//! Application state shared across handlers.

use std::sync::Arc;

use attendance_core::{AttendanceTracker, Clock, SystemClock};
use chrono::{DateTime, Utc};

#[derive(Clone)]
pub struct AppState {
    pub tracker: Arc<AttendanceTracker>,
    /// Source of `now` for every tracker call.
    pub clock: Arc<dyn Clock>,
}

impl AppState {
    pub fn new(tracker: Arc<AttendanceTracker>) -> Self {
        Self::with_clock(tracker, Arc::new(SystemClock))
    }

    pub fn with_clock(tracker: Arc<AttendanceTracker>, clock: Arc<dyn Clock>) -> Self {
        Self { tracker, clock }
    }

    pub fn now(&self) -> DateTime<Utc> {
        self.clock.now()
    }
}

==========

> [What is required]:
Find how many lines of the preceding data contain "AttendanceTracker", and answer with that number only.

> [Solution to the exercise]:
4